Oireachtas Joint and Select Committees
Thursday, 26 January 2023
Joint Oireachtas Committee on Housing, Planning and Local Government
General Scheme of the Marine Protected Areas Bill 2023: Discussion
Eoin Ó Broin (Dublin Mid West, Sinn Fein) | Oireachtas source
Yesterday, another committee dealt with the issue of short-term letting. Some years ago, we dealt with new planning regulations on change of use. It was very straightforward and the rules are very clear. A short-term let for a specific period of time in a particular type of building requires a change of use planning application on certain occasions. The problem was that the enforcement regime was never thought through. We have very clear regulations and no meaningful way of enforcing them. Three years later, the Government is trying to put in place a new enforcement regime. I mention this to highlight that greater thought on how we have an enforcement regime that will work in the real world is key. There are many good lessons for this from what has not worked in terrestrial planning.

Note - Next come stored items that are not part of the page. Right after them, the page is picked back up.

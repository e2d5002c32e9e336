//! Message trait for event types.

use std::any::Any;

/// A marker trait for inbound events a workflow can be driven by.
///
/// Events are moved into the invocation [`Context`](crate::Context) and read
/// back through its typed accessor, so they must be `Any + Send + Sync`.
///
/// # Example
///
/// ```rust,ignore
/// #[derive(Clone, Serialize)]
/// struct ScheduledEvent { id: String }
///
/// impl Message for ScheduledEvent {}
/// ```
#[diagnostic::on_unimplemented(
    message = "`{Self}` is not a valid Message",
    label = "must be `Send + Sync + 'static`",
    note = "Workflow events are stored type-erased in the invocation context."
)]
pub trait Message: Any + Send + Sync + 'static {}

impl Message for () {}
impl Message for String {}
impl Message for Vec<u8> {}
impl Message for serde_json::Value {}
impl<T: Message> Message for Box<T> {}
//! Conditional actions.

use lambda_workflow_core::{Action, BoxError, Context};

/// Runs the inner action only when `condition(ctx)` returns `true`.
///
/// # Example
///
/// ```rust,ignore
/// // Only audit failed invocations.
/// let audit_failures = ConditionalAction::new(
///     |ctx: &Context| ctx.handler_error().is_some(),
///     AuditAction,
/// );
/// ```
pub struct ConditionalAction<C, A> {
    condition: C,
    inner: A,
}

impl<C, A> ConditionalAction<C, A> {
    /// Create a new `ConditionalAction`.
    pub fn new(condition: C, inner: A) -> Self {
        Self { condition, inner }
    }
}

impl<C, A> Action for ConditionalAction<C, A>
where
    C: Fn(&Context) -> bool + Send + Sync + 'static,
    A: Action,
{
    fn run(&self, ctx: &mut Context) -> Result<(), BoxError> {
        if (self.condition)(ctx) {
            self.inner.run(ctx)
        } else {
            Ok(())
        }
    }
}

/// Runs one of two actions depending on `condition(ctx)`.
pub struct BranchAction<C, T, E> {
    condition: C,
    then_action: T,
    else_action: E,
}

impl<C, T, E> BranchAction<C, T, E> {
    /// Create a new `BranchAction`.
    pub fn new(condition: C, then_action: T, else_action: E) -> Self {
        Self {
            condition,
            then_action,
            else_action,
        }
    }
}

impl<C, T, E> Action for BranchAction<C, T, E>
where
    C: Fn(&Context) -> bool + Send + Sync + 'static,
    T: Action,
    E: Action,
{
    fn run(&self, ctx: &mut Context) -> Result<(), BoxError> {
        if (self.condition)(ctx) {
            self.then_action.run(ctx)
        } else {
            self.else_action.run(ctx)
        }
    }
}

One of the reasons our building control does not place an obligation on State agencies to enforce compliance is that it would place a liability on the State. Building control legislation, and this is a matter on the record from when it was passing through the Oireachtas many years ago, is very explicit that we could not have compliance ultimately falling back on a State agency because if something went wrong, the State would be on the hook. As taxpayers now know, even when the State is not on the hook, it still has to pay the Bill. There is an argument to say it is not just about having a standard but also stating who is legally mandated to ensure compliance. If something is not legally mandated, it will be left to complicated procedures and our experience on land is that they do not work, even with the best will in the world or the best design intention. This is just an observation.